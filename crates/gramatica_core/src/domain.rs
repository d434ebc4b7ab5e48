//! crates/gramatica_core/src/domain.rs
//!
//! Defines the pure, core data structures of a quiz session.
//! These types carry no I/O; the snapshot format and the wire protocol build on
//! their serde representations.

use serde::{Deserialize, Serialize};
use std::fmt;
use std::str::FromStr;
use uuid::Uuid;

/// Number of answered questions that completes a session.
pub const SESSION_LENGTH: u32 = 10;

/// Every question offers exactly this many options.
pub const OPTION_COUNT: usize = 4;

/// Grammar topics a question can be drawn from.
pub const GRAMMAR_TOPICS: [&str; 7] = [
    "Classes de Palavras (Nomes, Verbos, Adjetivos)",
    "Funções Sintáticas (Sujeito, Predicado, Complementos)",
    "Pontuação e Sinais Auxiliares de Escrita",
    "Flexão Verbal (Tempos e Modos)",
    "Tipos e Formas de Frase",
    "Relações Semânticas (Sinónimos, Antónimos, Família de Palavras)",
    "Acentuação e Ortografia (Acordo Ortográfico)",
];

//=========================================================================================
// Difficulty
//=========================================================================================

/// Difficulty chosen once per session. The labels are user-facing content and
/// cross every boundary in their native form. Incoming labels go through
/// [`FromStr`], so unaccented and English spellings are accepted too.
#[derive(Debug, Clone, Copy, PartialEq, Eq, Hash, Default, Serialize, Deserialize)]
#[serde(try_from = "String")]
pub enum Difficulty {
    #[default]
    #[serde(rename = "fácil")]
    Easy,
    #[serde(rename = "médio")]
    Medium,
    #[serde(rename = "difícil")]
    Hard,
}

impl Difficulty {
    pub const ALL: [Difficulty; 3] = [Difficulty::Easy, Difficulty::Medium, Difficulty::Hard];

    /// The native label sent to the content provider and shown to the user.
    pub fn label(&self) -> &'static str {
        match self {
            Difficulty::Easy => "fácil",
            Difficulty::Medium => "médio",
            Difficulty::Hard => "difícil",
        }
    }
}

impl fmt::Display for Difficulty {
    fn fmt(&self, f: &mut fmt::Formatter<'_>) -> fmt::Result {
        f.write_str(self.label())
    }
}

#[derive(Debug, thiserror::Error)]
#[error("Unknown difficulty: '{0}'")]
pub struct UnknownDifficulty(pub String);

impl FromStr for Difficulty {
    type Err = UnknownDifficulty;

    fn from_str(s: &str) -> Result<Self, Self::Err> {
        match s.trim().to_lowercase().as_str() {
            "fácil" | "facil" | "easy" => Ok(Difficulty::Easy),
            "médio" | "medio" | "medium" => Ok(Difficulty::Medium),
            "difícil" | "dificil" | "hard" => Ok(Difficulty::Hard),
            _ => Err(UnknownDifficulty(s.to_string())),
        }
    }
}

impl TryFrom<String> for Difficulty {
    type Error = UnknownDifficulty;

    fn try_from(value: String) -> Result<Self, Self::Error> {
        value.parse()
    }
}

//=========================================================================================
// Questions
//=========================================================================================

/// The untrusted question shape produced by a content provider.
///
/// Nothing here is validated; see [`Question::from_generated`].
#[derive(Debug, Clone, PartialEq, Eq, Serialize, Deserialize)]
#[serde(rename_all = "camelCase")]
pub struct GeneratedQuestion {
    pub question: String,
    pub options: Vec<String>,
    pub correct_answer_index: i64,
    pub explanation: String,
    pub hint: String,
    #[serde(default)]
    pub difficulty: Option<String>,
}

/// Reasons a generated question is refused.
#[derive(Debug, Clone, PartialEq, Eq, thiserror::Error)]
pub enum ContentError {
    #[error("Expected exactly 4 options, got {0}")]
    WrongOptionCount(usize),
    #[error("Correct answer index {0} is out of range")]
    CorrectIndexOutOfRange(i64),
    #[error("Question text is empty")]
    EmptyQuestion,
    #[error("Content provider failed: {0}")]
    Provider(String),
}

/// An immutable, validated question.
#[derive(Debug, Clone, PartialEq, Eq, Serialize, Deserialize)]
pub struct Question {
    pub id: String,
    pub topic: String,
    pub difficulty: Difficulty,
    pub text: String,
    pub options: [String; OPTION_COUNT],
    pub correct_answer_index: usize,
    pub explanation: String,
    pub hint: String,
}

impl Question {
    /// Validates provider output and turns it into a `Question` with a fresh id.
    ///
    /// The topic and difficulty are the ones the request was made with; the
    /// provider's echo of the difficulty is ignored.
    pub fn from_generated(
        generated: GeneratedQuestion,
        topic: &str,
        difficulty: Difficulty,
    ) -> Result<Self, ContentError> {
        if generated.question.trim().is_empty() {
            return Err(ContentError::EmptyQuestion);
        }
        let option_count = generated.options.len();
        let options: [String; OPTION_COUNT] = generated
            .options
            .try_into()
            .map_err(|_| ContentError::WrongOptionCount(option_count))?;
        let correct_answer_index = usize::try_from(generated.correct_answer_index)
            .ok()
            .filter(|index| *index < OPTION_COUNT)
            .ok_or(ContentError::CorrectIndexOutOfRange(
                generated.correct_answer_index,
            ))?;

        Ok(Self {
            id: Uuid::new_v4().to_string(),
            topic: topic.to_string(),
            difficulty,
            text: generated.question,
            options,
            correct_answer_index,
            explanation: generated.explanation,
            hint: generated.hint,
        })
    }

    pub fn is_correct(&self, index: usize) -> bool {
        index == self.correct_answer_index
    }

    /// Indices of the three wrong options, in order.
    pub fn incorrect_options(&self) -> Vec<usize> {
        (0..OPTION_COUNT)
            .filter(|index| *index != self.correct_answer_index)
            .collect()
    }
}

//=========================================================================================
// Session
//=========================================================================================

/// Historical entry for one completed answer.
#[derive(Debug, Clone, PartialEq, Eq, Serialize, Deserialize)]
pub struct AnswerRecord {
    pub question: String,
    pub is_correct: bool,
}

/// Where the user is within a session.
#[derive(Debug, Clone, Copy, PartialEq, Eq, Hash, Default, Serialize, Deserialize)]
#[serde(rename_all = "snake_case")]
pub enum SessionStatus {
    #[default]
    NotStarted,
    AwaitingContent,
    AnsweringQuestion,
    ShowingFeedback,
    Completed,
}

impl SessionStatus {
    pub fn name(&self) -> &'static str {
        match self {
            SessionStatus::NotStarted => "not_started",
            SessionStatus::AwaitingContent => "awaiting_content",
            SessionStatus::AnsweringQuestion => "answering_question",
            SessionStatus::ShowingFeedback => "showing_feedback",
            SessionStatus::Completed => "completed",
        }
    }

    /// Statuses in which a current question must be present.
    pub fn holds_question(&self) -> bool {
        matches!(
            self,
            SessionStatus::AnsweringQuestion | SessionStatus::ShowingFeedback
        )
    }
}

impl fmt::Display for SessionStatus {
    fn fmt(&self, f: &mut fmt::Formatter<'_>) -> fmt::Result {
        f.write_str(self.name())
    }
}

/// A broken session invariant, found while validating a state.
#[derive(Debug, Clone, PartialEq, Eq, thiserror::Error)]
pub enum InvariantViolation {
    #[error("score {score} exceeds answered count {answered}")]
    ScoreAboveAnswered { score: u32, answered: u32 },
    #[error("answered count {0} exceeds the session length")]
    AnsweredAboveLength(u32),
    #[error("history has {history} entries but {answered} answers were recorded")]
    HistoryMismatch { history: usize, answered: u32 },
    #[error("history counts {correct} correct answers but the score is {score}")]
    ScoreMismatch { correct: usize, score: u32 },
    #[error("status {0} requires a current question")]
    MissingQuestion(SessionStatus),
    #[error("status {0} must not carry a current question")]
    UnexpectedQuestion(SessionStatus),
    #[error("status {0} is inconsistent with {1} answered questions")]
    StatusProgressMismatch(SessionStatus, u32),
    #[error("current question has an invalid answer key")]
    InvalidQuestion,
}

/// The aggregate root of one quiz session.
///
/// Fields are only mutated through [`crate::session::SessionMachine`].
#[derive(Debug, Clone, PartialEq, Eq, Default, Serialize, Deserialize)]
pub struct SessionState {
    pub(crate) status: SessionStatus,
    pub(crate) current_question: Option<Question>,
    pub(crate) score: u32,
    pub(crate) questions_answered: u32,
    pub(crate) selected_difficulty: Difficulty,
    pub(crate) hint_used: bool,
    pub(crate) history: Vec<AnswerRecord>,
}

impl SessionState {
    /// A freshly started session, waiting for its first question.
    pub fn started(difficulty: Difficulty) -> Self {
        Self {
            status: SessionStatus::AwaitingContent,
            selected_difficulty: difficulty,
            ..Self::default()
        }
    }

    pub fn status(&self) -> SessionStatus {
        self.status
    }

    pub fn current_question(&self) -> Option<&Question> {
        self.current_question.as_ref()
    }

    pub fn score(&self) -> u32 {
        self.score
    }

    pub fn questions_answered(&self) -> u32 {
        self.questions_answered
    }

    pub fn selected_difficulty(&self) -> Difficulty {
        self.selected_difficulty
    }

    pub fn hint_used(&self) -> bool {
        self.hint_used
    }

    pub fn history(&self) -> &[AnswerRecord] {
        &self.history
    }

    pub fn is_finished(&self) -> bool {
        self.questions_answered >= SESSION_LENGTH
    }

    /// Whether a stored copy of this state may be offered for resumption.
    pub fn is_resumable(&self) -> bool {
        self.questions_answered < SESSION_LENGTH
            && !matches!(
                self.status,
                SessionStatus::Completed | SessionStatus::NotStarted
            )
    }

    /// Checks every session invariant, returning the first violation found.
    pub fn validate(&self) -> Result<(), InvariantViolation> {
        if self.questions_answered > SESSION_LENGTH {
            return Err(InvariantViolation::AnsweredAboveLength(
                self.questions_answered,
            ));
        }
        if self.score > self.questions_answered {
            return Err(InvariantViolation::ScoreAboveAnswered {
                score: self.score,
                answered: self.questions_answered,
            });
        }
        if self.history.len() != self.questions_answered as usize {
            return Err(InvariantViolation::HistoryMismatch {
                history: self.history.len(),
                answered: self.questions_answered,
            });
        }
        let correct = self.history.iter().filter(|r| r.is_correct).count();
        if correct != self.score as usize {
            return Err(InvariantViolation::ScoreMismatch {
                correct,
                score: self.score,
            });
        }

        match (&self.current_question, self.status.holds_question()) {
            (None, true) => return Err(InvariantViolation::MissingQuestion(self.status)),
            (Some(_), false) => {
                return Err(InvariantViolation::UnexpectedQuestion(self.status))
            }
            (Some(q), true) if q.correct_answer_index >= OPTION_COUNT => {
                return Err(InvariantViolation::InvalidQuestion)
            }
            _ => {}
        }

        let progress_ok = match self.status {
            SessionStatus::AnsweringQuestion => self.questions_answered < SESSION_LENGTH,
            SessionStatus::ShowingFeedback => self.questions_answered > 0,
            SessionStatus::Completed => self.questions_answered == SESSION_LENGTH,
            SessionStatus::NotStarted | SessionStatus::AwaitingContent => true,
        };
        if !progress_ok {
            return Err(InvariantViolation::StatusProgressMismatch(
                self.status,
                self.questions_answered,
            ));
        }
        Ok(())
    }
}

//=========================================================================================
// End-of-session encouragement
//=========================================================================================

/// Tiered encouragement shown with the final score.
#[derive(Debug, Clone, Copy, PartialEq, Eq, Serialize)]
pub struct Encouragement {
    pub title: &'static str,
    pub subtitle: &'static str,
    pub icon: &'static str,
}

impl Encouragement {
    pub fn for_score(score: u32, total: u32) -> Self {
        let percentage = if total == 0 {
            0
        } else {
            score.saturating_mul(100) / total
        };
        match percentage {
            90.. => Self {
                title: "Fantástico! ✨",
                subtitle: "És um génio da gramática!",
                icon: "👑",
            },
            75.. => Self {
                title: "Excelente! 🌟",
                subtitle: "O teu conhecimento é brilhante!",
                icon: "💎",
            },
            50.. => Self {
                title: "Muito Bem! 💪",
                subtitle: "Estás no bom caminho para a mestria!",
                icon: "🚀",
            },
            _ => Self {
                title: "Bom Esforço! 📚",
                subtitle: "Cada erro é uma oportunidade para aprenderes mais!",
                icon: "🌱",
            },
        }
    }
}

== Work to be completed ==
Copy out each line of the data that has the word "domain" in it.

== Result for this task ==
filename crates/gramatica_core/src/domain.rs
//! crates/gramatica_core/src/domain.rs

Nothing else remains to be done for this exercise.